*** EXTRACTED INFORMATION ***

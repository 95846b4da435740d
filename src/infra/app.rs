use axum::{Router, http};
use http::header::CONTENT_TYPE;
use tower_http::{cors::CorsLayer, set_header::SetResponseHeaderLayer, trace::TraceLayer};
use uuid::Uuid;

use crate::adapters::{self, http::app_state::AppState};

pub fn create_app(app_state: AppState) -> Router {
    let cors = CorsLayer::new()
        .allow_origin(app_state.config.cors_origin.clone())
        .allow_methods([http::Method::GET, http::Method::POST])
        .allow_headers([CONTENT_TYPE]);

    Router::new()
        .merge(adapters::http::routes::router(app_state.config.listing_enabled))
        .with_state(app_state)
        .layer(cors)
        .layer(SetResponseHeaderLayer::if_not_present(
            http::header::X_CONTENT_TYPE_OPTIONS,
            http::HeaderValue::from_static("nosniff"),
        ))
        .layer(SetResponseHeaderLayer::if_not_present(
            http::header::X_FRAME_OPTIONS,
            http::HeaderValue::from_static("DENY"),
        ))
        .layer(
            TraceLayer::new_for_http().make_span_with(|request: &http::Request<_>| {
                let request_id = Uuid::new_v4();
                tracing::info_span!(
                    "http-request",
                    method = %request.method(),
                    uri = %request.uri(),
                    version = ?request.version(),
                    request_id = %request_id
                )
            }),
        )
}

***

Search the data for "config" and list every line in which it occurs.

        .allow_origin(app_state.config.cors_origin.clone())
        .merge(adapters::http::routes::router(app_state.config.listing_enabled))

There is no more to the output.